Bayer AG is the source of her latest headache

Radio Host Laura Ingraham speaks on the third day of the Republican National Convention in Cleveland, Ohio, on July 20, 2016. (CREDIT: TIMOTHY A. CLARY/AFP/Getty Images)
Radio Host Laura Ingraham speaks on the third day of the Republican National Convention in Cleveland, Ohio, on July 20, 2016. (CREDIT: TIMOTHY A. CLARY/AFP/Getty Images)

Laura Ingraham announced on Friday that she was taking last-minute “Easter break” from her show. But The Laura Ingraham Angle is on the ropes: the show is hemorrhaging advertisers after she bullied teenaged Parkland shooting survivor David Hogg.

Advertisers didn’t like being associated with a TV host who harangued a kid for not getting into college, and dozens have announced they would cut ties with her show. Bayer AG is the latest company to announce it would pull its ads from the Fox News program, confirming via Twitter late Saturday that they have no plans to return, either.

Advertisement

Companies announcing that they have dropped advertisements from her show include Nutrish, TripAdviser, Wayfair, Expedia, Nestlé, Stich Fix, Hulu, Jenny Craig, Office Depot, Honda, Miracle-Ear, Liberty Mutual, Principal Financial Group, Ruby Tuesday, Atlantis Resort, Entertainment Studios, and Johnson & Johnson.
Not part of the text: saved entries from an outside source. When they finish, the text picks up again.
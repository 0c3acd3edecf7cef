//! Configuration Vault – reads/writes `~/.rover/config.toml`.

use rover_middleware::{EstimatorConfig, WatchdogConfig};
use rover_perception::{FusionConfig, OdometryTarget};
use rover_types::VehicleState;
use serde::{Deserialize, Serialize};
use std::fs;
use std::path::PathBuf;
use std::time::Duration;

/// Persisted estimator configuration stored in `~/.rover/config.toml`.
#[derive(Debug, Clone, PartialEq, Serialize, Deserialize)]
pub struct Config {
    /// Speed magnitude (m/s) below which the vehicle counts as stationary.
    #[serde(default = "default_standstill_speed")]
    pub standstill_speed: f64,

    /// Where odometry-integrated position is written (`raw_only` or `fused`).
    #[serde(default)]
    pub odometry_target: OdometryTarget,

    /// Yaw magnitude (degrees) above which a diagnostic is reported.
    #[serde(default = "default_yaw_warn_limit")]
    pub yaw_warn_limit: f64,

    /// Distance between the axles (m).
    #[serde(default = "default_axis_distance")]
    pub axis_distance: f64,

    /// Mechanical steering limit (degrees).
    #[serde(default = "default_max_steering_angle")]
    pub max_steering_angle: f64,

    #[serde(default = "default_gnss_timeout_ms")]
    pub gnss_timeout_ms: u64,

    #[serde(default = "default_imu_timeout_ms")]
    pub imu_timeout_ms: u64,

    #[serde(default = "default_odometry_timeout_ms")]
    pub odometry_timeout_ms: u64,

    /// Capacity of every event-bus topic and of the estimator inbox.
    #[serde(default = "default_bus_capacity")]
    pub bus_capacity: usize,
}

fn default_standstill_speed() -> f64 {
    0.05
}
fn default_yaw_warn_limit() -> f64 {
    360.0
}
fn default_axis_distance() -> f64 {
    0.5
}
fn default_max_steering_angle() -> f64 {
    30.0
}
fn default_gnss_timeout_ms() -> u64 {
    2000
}
fn default_imu_timeout_ms() -> u64 {
    500
}
fn default_odometry_timeout_ms() -> u64 {
    500
}
fn default_bus_capacity() -> usize {
    256
}

impl Default for Config {
    fn default() -> Self {
        Self {
            standstill_speed: default_standstill_speed(),
            odometry_target: OdometryTarget::default(),
            yaw_warn_limit: default_yaw_warn_limit(),
            axis_distance: default_axis_distance(),
            max_steering_angle: default_max_steering_angle(),
            gnss_timeout_ms: default_gnss_timeout_ms(),
            imu_timeout_ms: default_imu_timeout_ms(),
            odometry_timeout_ms: default_odometry_timeout_ms(),
            bus_capacity: default_bus_capacity(),
        }
    }
}

impl Config {
    pub fn fusion(&self) -> FusionConfig {
        FusionConfig {
            standstill_speed: self.standstill_speed,
            odometry_target: self.odometry_target,
            yaw_warn_limit: self.yaw_warn_limit,
        }
    }

    /// Capacity for bus topics and the estimator inbox.  Channels cannot be
    /// zero-sized, so a configured `0` means `1`.
    pub fn bus_capacity(&self) -> usize {
        self.bus_capacity.max(1)
    }

    pub fn estimator(&self) -> EstimatorConfig {
        EstimatorConfig {
            inbox_capacity: self.bus_capacity(),
            watchdog: WatchdogConfig {
                gnss_timeout: Duration::from_millis(self.gnss_timeout_ms),
                imu_timeout: Duration::from_millis(self.imu_timeout_ms),
                odometry_timeout: Duration::from_millis(self.odometry_timeout_ms),
            },
        }
    }

    /// Fresh vehicle state with this configuration's steering geometry.
    pub fn vehicle_state(&self) -> VehicleState {
        VehicleState::new(self.axis_distance, self.max_steering_angle)
    }
}

/// Return the path to `~/.rover/config.toml`.
pub fn config_path() -> PathBuf {
    config_path_for_home(
        &std::env::var("HOME")
            .or_else(|_| std::env::var("USERPROFILE"))
            .unwrap_or_else(|_| ".".to_string()),
    )
}

/// Build the config path relative to the given home directory.
/// Extracted for testability without mutating environment variables.
pub(crate) fn config_path_for_home(home: &str) -> PathBuf {
    PathBuf::from(home).join(".rover").join("config.toml")
}

/// Load the config from disk.  Returns `None` if the file does not exist.
pub fn load() -> Result<Option<Config>, String> {
    load_from(&config_path())
}

/// Load the config from a specific path.
pub(crate) fn load_from(path: &PathBuf) -> Result<Option<Config>, String> {
    if !path.exists() {
        return Ok(None);
    }
    let raw = fs::read_to_string(path)
        .map_err(|e| format!("Failed to read config at {}: {}", path.display(), e))?;
    let mut cfg: Config =
        toml::from_str(&raw).map_err(|e| format!("Failed to parse config: {}", e))?;
    apply_env_overrides(&mut cfg);
    Ok(Some(cfg))
}

/// The effective configuration: the saved file when present, otherwise the
/// defaults, with environment overrides applied either way.
pub fn effective() -> Result<Config, String> {
    match load()? {
        Some(cfg) => Ok(cfg),
        None => {
            let mut cfg = Config::default();
            apply_env_overrides(&mut cfg);
            Ok(cfg)
        }
    }
}

/// Apply `ROVER_*` environment variable overrides to `cfg`.
///
/// Supported variables:
///
/// | Variable | Config field |
/// |---|---|
/// | `ROVER_STANDSTILL_SPEED` | `standstill_speed` |
/// | `ROVER_ODOMETRY_TARGET` | `odometry_target` |
/// | `ROVER_BUS_CAPACITY` | `bus_capacity` |
///
/// Values that do not parse are ignored.
pub fn apply_env_overrides(cfg: &mut Config) {
    if let Ok(v) = std::env::var("ROVER_STANDSTILL_SPEED")
        && let Ok(speed) = v.parse::<f64>()
        && speed.is_finite()
    {
        cfg.standstill_speed = speed.abs();
    }
    if let Ok(v) = std::env::var("ROVER_ODOMETRY_TARGET")
        && let Ok(target) = v.parse::<OdometryTarget>()
    {
        cfg.odometry_target = target;
    }
    if let Ok(v) = std::env::var("ROVER_BUS_CAPACITY")
        && let Ok(capacity) = v.parse::<usize>()
        && capacity > 0
    {
        cfg.bus_capacity = capacity;
    }
}

/// Save the config to disk, creating `~/.rover/` if necessary.
pub fn save(cfg: &Config) -> Result<(), String> {
    save_to(cfg, &config_path())
}

/// Save the config to a specific path.
pub(crate) fn save_to(cfg: &Config, path: &PathBuf) -> Result<(), String> {
    if let Some(parent) = path.parent() {
        fs::create_dir_all(parent)
            .map_err(|e| format!("Failed to create config directory: {}", e))?;
        #[cfg(unix)]
        {
            use std::os::unix::fs::PermissionsExt;
            fs::set_permissions(parent, fs::Permissions::from_mode(0o700))
                .map_err(|e| format!("Failed to set config directory permissions: {}", e))?;
        }
    }
    let raw = toml::to_string_pretty(cfg)
        .map_err(|e| format!("Failed to serialize config: {}", e))?;
    #[cfg(unix)]
    {
        use std::os::unix::fs::OpenOptionsExt;
        fs::OpenOptions::new()
            .write(true)
            .create(true)
            .truncate(true)
            .mode(0o600)
            .open(path)
            .and_then(|mut f| {
                use std::io::Write;
                f.write_all(raw.as_bytes())
            })
            .map_err(|e| format!("Failed to write config at {}: {}", path.display(), e))?;
    }
    #[cfg(not(unix))]
    fs::write(path, raw)
        .map_err(|e| format!("Failed to write config at {}: {}", path.display(), e))?;
    Ok(())
}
This should be a familiar routine for Fox News by now: Bill O’Reilly also announced he was taking a “scheduled” vacation right around the time he lost advertisers in droves. In that case, he and Fox News were under fire for having paid millions of dollars to women who say O’Reilly had sexually harassed them. O’Reilly never came back on air from that vacation: Fox News had fired him before his scheduled vacation was even over.

Fox News told the Washington Post that Ingraham’s vacation was pre-planned.

CORRECTIONThis story originally included Jos. A Bank in a list of companies which had pulled advertisements from The Ingraham Angle. Since then, a spokesperson for the company reached out to ThinkProgress to clarify that they aren’t pulling their advertisements from the show. In a statement, the spokesperson wrote: “In these volatile times we are constantly monitoring our commercial placements in attempts to remove ourselves from inflammatory statements while still supporting free speech. Jos. A. Bank has not specifically selected and paid for advertising in The Ingraham Angle as part of their media buy. Any commercials that have aired there have been at the networks discretion.”